Si les honnêtes consciences  trouvent des justifications à l’attaque des combattants palestiniens du Hamas qui ne trouvent pas d’autres moyens que de défendre leur peuple et leurs terres occupées par les armes, elles peuvent aussi comprendre la rage des dirigeants politiques et militaires sionistes face à l’échec cuisant subi ce 7 octobre 2023 par « l’armée la plus morale du monde » et la plus forte dans le Proche et le Moyen-Orient, mais ne justifient pas pour autant la punition collective de tout le peuple de Gaza, victime d’une épuration  ethnique en guise de vengeance à l’attaque, aussi meurtrière soit-elle, du 7 octobre.
Basel et Yuval portent un projet de paix et de mémoire en documentant les injustices subies par les Palestiniens vivant en Cisjordanie occupée, les exactions des colons, les déplacements et aujourd’hui une extermination comme cela a été le cas à Gaza pendant 15 mois et où la guerre menace encore de revenir.
Parce qu’elle interpelle les consciences, la culture peut faire des miracles que la politique est incapable de réaliser ; la première promeut les valeurs universelles tandis que la seconde subit et développe à la fois les ego de dirigeants mythomanes, schizophrènes, aveuglés par le pouvoir. D’où les désastres qui se déroulent sous les yeux incrédules du monde entier tels que la rencontre inouïe d’une extrême violence qui a eu lieu dans le bureau ovale de la Maison-Blanche entre les présidents américain et ukrainien ou encore le prétendu sommet arabe du 4 mars au Caire pour valider un plan de reconstruction de Gaza (politique, urbain et économique) concocté par une poignée de pays arabes. Un plan non inclusif mais qui a besoin d’être soutenu par l’ensemble des pays arabes (22) avant d’être présenté à Donald Trump en lieu et place de son projet de déportation des Gazaouis hors de Gaza.

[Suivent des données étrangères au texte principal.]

//! RDT - Reliable Data Transfer over UDP
//!
//! Session drivers that run the protocol core over a datagram socket: a
//! server that streams a byte source to one client, and a client that
//! downloads it into a sink.
//!
//! # Example
//!
//! ```no_run
//! use rdt::{Client, ClientConfig};
//! use rdt::io::RdtSocket;
//!
//! let socket = RdtSocket::bind("0.0.0.0:0".parse()?)?;
//! let client = Client::new(socket, ClientConfig::default());
//! let (data, report) = client.download("127.0.0.1:6555".parse()?, Vec::new())?;
//! println!("{} bytes, {:.0} bps", data.len(), report.throughput_bps());
//! # Ok::<(), Box<dyn std::error::Error>>(())
//! ```

pub mod client;
pub mod error;
pub mod event;
pub mod report;
pub mod server;

pub use rdt_io as io;
pub use rdt_protocol as protocol;

pub use client::{Client, ClientConfig};
pub use error::SessionError;
pub use event::{wait_for_event, Event};
pub use report::{ReceiveReport, SendReport};
pub use server::{Server, ServerConfig};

L’initiative arabe est sans nul doute à louer et à encourager, d’autant que les pays qui ont conçu le plan seront les premiers reconstructeurs de Gaza mais de ce plan dépendra aussi l’avenir des Palestiniens, de la Palestine et de la cause palestinienne que des pays arabes ne sont pas prêts à sacrifier pour servir les intérêts insatiables des Israéliens sionistes, en particulier Netanyahu et son gouvernement extrémiste. Il y a des clauses dans le plan autour desquelles il sera difficile d’aboutir à un consensus tel que le désarmement de Hamas. Autre point qui va, à coup sûr, être source de différends, celui portant sur l’administration de la bande de Gaza qui, selon ce plan, ne doit pas être partisane du Hamas ou de l’autorité palestinienne.

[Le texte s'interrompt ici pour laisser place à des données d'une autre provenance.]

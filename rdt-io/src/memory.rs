//! In-memory datagram link for tests
//!
//! [`MemorySocket::pair`] returns two connected endpoints backed by
//! `crossbeam` channels. Each endpoint can be given a filter that decides the
//! fate of every outbound datagram, which lets tests drop, duplicate or
//! reorder traffic deterministically.

use crate::socket::{DatagramSocket, SocketError};
use bytes::Bytes;
use crossbeam::channel::{self, Receiver, RecvTimeoutError, Sender};
use parking_lot::Mutex;
use std::net::SocketAddr;
use std::time::Duration;
use tracing::trace;

/// Fate of an outbound datagram
#[derive(Debug, Clone, Copy, PartialEq, Eq)]
pub enum Delivery {
    /// Pass through unchanged
    Deliver,
    /// Silently lose it
    Drop,
    /// Deliver it twice
    Duplicate,
    /// Hold it back until after the next delivered datagram
    Hold,
}

/// Per-datagram fault decision
pub type Filter = Box<dyn FnMut(&[u8]) -> Delivery + Send>;

type Datagram = (Bytes, SocketAddr);

struct Outbound {
    filter: Option<Filter>,
    held: Vec<Bytes>,
}

/// One end of an in-memory link
pub struct MemorySocket {
    local: SocketAddr,
    tx: Sender<Datagram>,
    rx: Receiver<Datagram>,
    outbound: Mutex<Outbound>,
}

impl MemorySocket {
    /// Create two connected endpoints with the given addresses
    pub fn pair(a: SocketAddr, b: SocketAddr) -> (MemorySocket, MemorySocket) {
        let (tx_ab, rx_ab) = channel::unbounded();
        let (tx_ba, rx_ba) = channel::unbounded();
        (
            MemorySocket::new(a, tx_ab, rx_ba),
            MemorySocket::new(b, tx_ba, rx_ab),
        )
    }

    fn new(local: SocketAddr, tx: Sender<Datagram>, rx: Receiver<Datagram>) -> Self {
        MemorySocket {
            local,
            tx,
            rx,
            outbound: Mutex::new(Outbound {
                filter: None,
                held: Vec::new(),
            }),
        }
    }

    /// Install a filter applied to every datagram sent from this endpoint
    pub fn set_filter<F>(&self, filter: F)
    where
        F: FnMut(&[u8]) -> Delivery + Send + 'static,
    {
        self.outbound.lock().filter = Some(Box::new(filter));
    }

    /// Remove the filter, delivering anything still held
    pub fn clear_filter(&self) -> Result<(), SocketError> {
        let held = {
            let mut outbound = self.outbound.lock();
            outbound.filter = None;
            std::mem::take(&mut outbound.held)
        };
        for datagram in held {
            self.push(datagram)?;
        }
        Ok(())
    }

    fn push(&self, datagram: Bytes) -> Result<(), SocketError> {
        self.tx
            .send((datagram, self.local))
            .map_err(|_| SocketError::Disconnected)
    }
}

impl DatagramSocket for MemorySocket {
    fn send_to(&self, buf: &[u8], _target: SocketAddr) -> Result<usize, SocketError> {
        let mut outbound = self.outbound.lock();
        let delivery = match outbound.filter.as_mut() {
            Some(filter) => filter(buf),
            None => Delivery::Deliver,
        };
        trace!(len = buf.len(), ?delivery, "memory link send");

        let datagram = Bytes::copy_from_slice(buf);
        match delivery {
            Delivery::Drop => {}
            Delivery::Hold => outbound.held.push(datagram),
            Delivery::Deliver | Delivery::Duplicate => {
                if delivery == Delivery::Duplicate {
                    self.push(datagram.clone())?;
                }
                self.push(datagram)?;
                for held in std::mem::take(&mut outbound.held) {
                    self.push(held)?;
                }
            }
        }

        Ok(buf.len())
    }

    fn recv_timeout(
        &self,
        buf: &mut [u8],
        timeout: Duration,
    ) -> Result<Option<(usize, SocketAddr)>, SocketError> {
        match self.rx.recv_timeout(timeout) {
            Ok((datagram, from)) => {
                let n = datagram.len().min(buf.len());
                buf[..n].copy_from_slice(&datagram[..n]);
                Ok(Some((n, from)))
            }
            Err(RecvTimeoutError::Timeout) => Ok(None),
            Err(RecvTimeoutError::Disconnected) => Err(SocketError::Disconnected),
        }
    }

    fn local_addr(&self) -> Result<SocketAddr, SocketError> {
        Ok(self.local)
    }
}

#[cfg(test)]
mod tests {
    use super::*;

    fn pair() -> (MemorySocket, MemorySocket) {
        MemorySocket::pair(
            "10.0.0.1:9000".parse().unwrap(),
            "10.0.0.2:9000".parse().unwrap(),
        )
    }

    fn recv(socket: &MemorySocket) -> Option<Vec<u8>> {
        let mut buf = [0u8; 64];
        socket
            .recv_timeout(&mut buf, Duration::from_millis(10))
            .unwrap()
            .map(|(n, _)| buf[..n].to_vec())
    }

    #[test]
    fn test_pass_through() {
        let (a, b) = pair();
        let to = b.local_addr().unwrap();

        a.send_to(b"ping", to).unwrap();

        let mut buf = [0u8; 64];
        let (n, from) = b
            .recv_timeout(&mut buf, Duration::from_millis(10))
            .unwrap()
            .unwrap();
        assert_eq!(&buf[..n], b"ping");
        assert_eq!(from, a.local_addr().unwrap());
        assert!(recv(&b).is_none());
    }

    #[test]
    fn test_drop_and_duplicate() {
        let (a, b) = pair();
        let to = b.local_addr().unwrap();
        a.set_filter(|d| match d {
            b"lost" => Delivery::Drop,
            b"twice" => Delivery::Duplicate,
            _ => Delivery::Deliver,
        });

        a.send_to(b"lost", to).unwrap();
        a.send_to(b"twice", to).unwrap();

        assert_eq!(recv(&b).unwrap(), b"twice");
        assert_eq!(recv(&b).unwrap(), b"twice");
        assert!(recv(&b).is_none());
    }

    #[test]
    fn test_hold_reorders() {
        let (a, b) = pair();
        let to = b.local_addr().unwrap();
        let mut first = true;
        a.set_filter(move |_| {
            if std::mem::take(&mut first) {
                Delivery::Hold
            } else {
                Delivery::Deliver
            }
        });

        a.send_to(b"one", to).unwrap();
        assert!(recv(&b).is_none());
        a.send_to(b"two", to).unwrap();

        assert_eq!(recv(&b).unwrap(), b"two");
        assert_eq!(recv(&b).unwrap(), b"one");
    }

    #[test]
    fn test_clear_filter_releases_held() {
        let (a, b) = pair();
        a.set_filter(|_| Delivery::Hold);
        a.send_to(b"held", b.local_addr().unwrap()).unwrap();

        a.clear_filter().unwrap();
        assert_eq!(recv(&b).unwrap(), b"held");
    }

    #[test]
    fn test_disconnected_peer() {
        let (a, b) = pair();
        drop(b);

        let mut buf = [0u8; 8];
        assert!(matches!(
            a.recv_timeout(&mut buf, Duration::from_millis(1)),
            Err(SocketError::Disconnected)
        ));
    }
}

Il y a donc lieu de s’interroger sur la portée de ce plan, sur ses chances d’être adopté et exécuté par les différentes factions de la résistance palestinienne et sur le probable et imminent retour de la guerre à Gaza d’autant que Netanyahu, qui ne cesse de monter la barre de ses exigences, a déjà de nouveau interdit l’acheminement des aides humanitaires vers l’enclave sinistrée en ce début du mois de Ramadan afin de faire pression aussi bien sur ses alliés que sur ses ennemis arabes.
C’est dire que notre monde d’aujourd’hui a plus besoin de culture que de politique et, surtout, d’artistes engagés que de dirigeants politiques enragés.